Methods and analysis This will be a prospective, randomised, double-blind, single-centre, non-inferiority trial that will enrol children aged 7–16 years subjected to the Nuss operation for pectus excavatum. In total, 74 paediatric patients will be randomly assigned to either the SAPB or TPVB group after general anaesthesia to receive ultrasound-guided regional nerve blocks (0.25% ropivacaine 2.5 mg/kg). The primary outcome will be the assessment of postoperative pain intensity at predetermined time points. The secondary outcomes will include assessing intraoperative opioid intake, consumption of analgesics within 24 hours postoperatively, time of first use of rescue analgesics, extubation time, perioperative adverse events and plasma ropivacaine concentrations across the block groups. Demographic and clinical characteristics (eg, pectus severity and the number of bars used) of the patients will be recorded. All data will be collected by investigators who are blinded to the treatment.
Ethics and dissemination Ethical approval was obtained from the Ethics Committee on Biomedical Research of the West China Hospital of Sichuan University (2021-1275). During the period of the study, all procedures will be conducted following the principles of the Declaration of Helsinki. The results of the trial will be published in a peer-reviewed scientific journal.
Trial registration number ChiCTR2200056596.
- Analgesia
- Anesthesia
- Pain
Data availability statement
Data are available upon reasonable request.

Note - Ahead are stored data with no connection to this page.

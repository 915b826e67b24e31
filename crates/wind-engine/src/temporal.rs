//! Temporal interpolation over per-frame wind component grids.

use std::cell::Cell;
use std::sync::Arc;

/// The full u/v component frame series, shared by every cell sampler.
///
/// `steps` is the total number of discrete animation steps spread across the
/// series; fractional times are normalized into it before blending.
#[derive(Debug)]
pub struct FrameSeries {
    u_frames: Vec<Vec<f32>>,
    v_frames: Vec<Vec<f32>>,
    steps: f64,
}

impl FrameSeries {
    /// Both component series must be equal length; callers validate that
    /// before construction (see `SpatialField::from_records`).
    pub fn new(u_frames: Vec<Vec<f32>>, v_frames: Vec<Vec<f32>>, steps: u32) -> Self {
        debug_assert_eq!(u_frames.len(), v_frames.len());
        Self { u_frames, v_frames, steps: steps as f64 }
    }

    pub fn frame_count(&self) -> usize {
        self.u_frames.len()
    }

    /// Temporal blend position for fractional time `t`: earlier frame index,
    /// later frame index (clamped to the last frame), and the blend weights
    /// on the later and earlier frame respectively.
    fn progress(&self, t: f64) -> (usize, usize, f64, f64) {
        let frames = self.u_frames.len();
        let p = t.rem_euclid(self.steps) / self.steps * (frames as f64 - 1.0);
        let p0 = p.floor() as usize;
        let p1 = p - p0 as f64;
        let q = if p0 + 1 >= frames { p0 } else { p0 + 1 };
        (p0, q, p1, 1.0 - p1)
    }
}

/// Time-parameterized (u, v) sampler for one flat grid index.
///
/// Holds a single-slot memo of the last queried time: during a tick every
/// particle queries at the same `t`, so repeated lookups hit the slot.
#[derive(Debug, Clone)]
pub struct CellSampler {
    series: Arc<FrameSeries>,
    index: usize,
    cache: Cell<Option<(f64, [f64; 2])>>,
}

impl CellSampler {
    pub fn new(series: Arc<FrameSeries>, index: usize) -> Self {
        Self { series, index, cache: Cell::new(None) }
    }

    /// Linearly blended (u, v) at fractional time `t`.
    pub fn sample(&self, t: f64) -> [f64; 2] {
        if let Some((last_t, value)) = self.cache.get() {
            if last_t == t {
                return value;
            }
        }

        let (p0, q, p1, p2) = self.series.progress(t);
        let i = self.index;
        let value = [
            self.series.u_frames[p0][i] as f64 * p2 + self.series.u_frames[q][i] as f64 * p1,
            self.series.v_frames[p0][i] as f64 * p2 + self.series.v_frames[q][i] as f64 * p1,
        ];
        self.cache.set(Some((t, value)));
        value
    }
}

This is an open access article distributed in accordance with the Creative Commons Attribution Non Commercial (CC BY-NC 4.0) license, which permits others to distribute, remix, adapt, build upon this work non-commercially, and license their derivative works on different terms, provided the original work is properly cited, appropriate credit is given, any changes made indicated, and the use is non-commercial. See: http://creativecommons.org/licenses/by-nc/4.0/.
Statistics from Altmetric.com
WHAT IS ALREADY KNOWN ON THIS TOPIC
The thoracic paravertebral nerve block is an effective regional anaesthetic technique for the Nuss procedure; however, it may not be an option for many anaesthesiologists because of potential complications, difficulty in acquisition and time consumption.
A thorough risk–benefit analysis is needed for anaesthesiologists before implementing nerve blocks to ensure their safety and necessity.
WHAT THIS STUDY ADDS
This will be a prospective, randomised, double-blind trial to compare the effectiveness and ease of use of serratus anterior plane block with thoracic paravertebral nerve block in paediatric patients undergoing Nuss surgery.
This study aims to measure and compare the local anaesthetic plasma concentrations in these two blocks, which could help develop a pharmacokinetic model after anaesthetics are injected into the serratus anterior plane, a blanked area.
HOW THIS STUDY MIGHT AFFECT RESEARCH, PRACTICE OR POLICY
Our findings may encourage the application of the serratus anterior plane block in pectus excavatum repair surgery as a suitable approach for providing non-inferior postoperative analgesia to the thoracic paravertebral nerve block while avoiding potential hazards and enhancing recovery.
The data we will collect may help us comprehend the pharmacokinetic dynamics after ropivacaine injection in the serratus anterior plane.
Introduction
Pectus excavatum (PE) is one of the most common congenital deformities of the chest wall, with an incidence of approximately 0.1–0.25%.1 The Nuss procedure, also known as minimally invasive repair of PE, is a typical treatment for PE correction.2 Despite the minimally invasive Nuss technique, paediatric patients may still experience severe or extreme acute postoperative pain due to changes in thoracic morphology caused by pressure from the shaped steel bars applied to the chest wall. Substantial pain may be associated with the inhibition of deep breathing, coughing and secretion clearance, resulting in atelectasis and pneumonia.3 Furthermore, postoperative pain is likely to evolve into chronic pain, which could negatively impact the quality of life of the paediatric population in the future.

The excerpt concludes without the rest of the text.